Exercise brief » Return the exact lines from the one containing "let start = day_start_utc(d(2024, 1, 15), New_York);" through the final line of the material below, with both ends kept.

Extracted records »

-- -- --

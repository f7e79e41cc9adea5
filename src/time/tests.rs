use super::*;
use chrono::NaiveDate;
use chrono_tz::America::New_York;

fn d(y: i32, m: u32, day: u32) -> NaiveDate {
    NaiveDate::from_ymd_opt(y, m, day).unwrap()
}

#[test]
fn parse_date_param_accepts_iso_dates() {
    assert_eq!(parse_date_param(Some("2024-01-05")).unwrap(), Some(d(2024, 1, 5)));
    assert_eq!(parse_date_param(None).unwrap(), None);
    assert_eq!(parse_date_param(Some("  ")).unwrap(), None);
}

#[test]
fn parse_date_param_rejects_garbage() {
    assert!(parse_date_param(Some("01/05/2024")).is_err());
    assert!(parse_date_param(Some("2024-13-01")).is_err());
}

#[test]
fn winter_midnight_is_five_hours_behind_utc() {
    let start = day_start_utc(d(2024, 1, 15), New_York);
    assert_eq!(start.to_rfc3339(), "2024-01-15T05:00:00+00:00");
}

#[test]
fn summer_midnight_is_four_hours_behind_utc() {
    let start = day_start_utc(d(2024, 7, 15), New_York);
    assert_eq!(start.to_rfc3339(), "2024-07-15T04:00:00+00:00");
}

#[test]
fn single_day_range_is_half_open_over_one_local_day() {
    let (start, end) = day_range_utc(d(2024, 1, 1), d(2024, 1, 1), New_York);
    assert_eq!(start.to_rfc3339(), "2024-01-01T05:00:00+00:00");
    assert_eq!(end.to_rfc3339(), "2024-01-02T05:00:00+00:00");
}

#[test]
fn range_spanning_dst_change_keeps_local_day_boundaries() {
    // US spring-forward: 2024-03-10.
    let (start, end) = day_range_utc(d(2024, 3, 9), d(2024, 3, 10), New_York);
    assert_eq!(start.to_rfc3339(), "2024-03-09T05:00:00+00:00");
    // Midnight on the 11th is already EDT.
    assert_eq!(end.to_rfc3339(), "2024-03-11T04:00:00+00:00");
}

#[test]
fn format_local_renders_zone_abbreviation() {
    let at = day_start_utc(d(2024, 1, 15), New_York);
    assert_eq!(format_local(at, New_York), "2024-01-15 00:00:00 EST");
}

-- -- --

Reply to the task »
    let start = day_start_utc(d(2024, 1, 15), New_York);
    assert_eq!(start.to_rfc3339(), "2024-01-15T05:00:00+00:00");
}

#[test]
fn summer_midnight_is_four_hours_behind_utc() {
    let start = day_start_utc(d(2024, 7, 15), New_York);
    assert_eq!(start.to_rfc3339(), "2024-07-15T04:00:00+00:00");
}

#[test]
fn single_day_range_is_half_open_over_one_local_day() {
    let (start, end) = day_range_utc(d(2024, 1, 1), d(2024, 1, 1), New_York);
    assert_eq!(start.to_rfc3339(), "2024-01-01T05:00:00+00:00");
    assert_eq!(end.to_rfc3339(), "2024-01-02T05:00:00+00:00");
}

#[test]
fn range_spanning_dst_change_keeps_local_day_boundaries() {
    // US spring-forward: 2024-03-10.
    let (start, end) = day_range_utc(d(2024, 3, 9), d(2024, 3, 10), New_York);
    assert_eq!(start.to_rfc3339(), "2024-03-09T05:00:00+00:00");
    // Midnight on the 11th is already EDT.
    assert_eq!(end.to_rfc3339(), "2024-03-11T04:00:00+00:00");
}

#[test]
fn format_local_renders_zone_abbreviation() {
    let at = day_start_utc(d(2024, 1, 15), New_York);
    assert_eq!(format_local(at, New_York), "2024-01-15 00:00:00 EST");
}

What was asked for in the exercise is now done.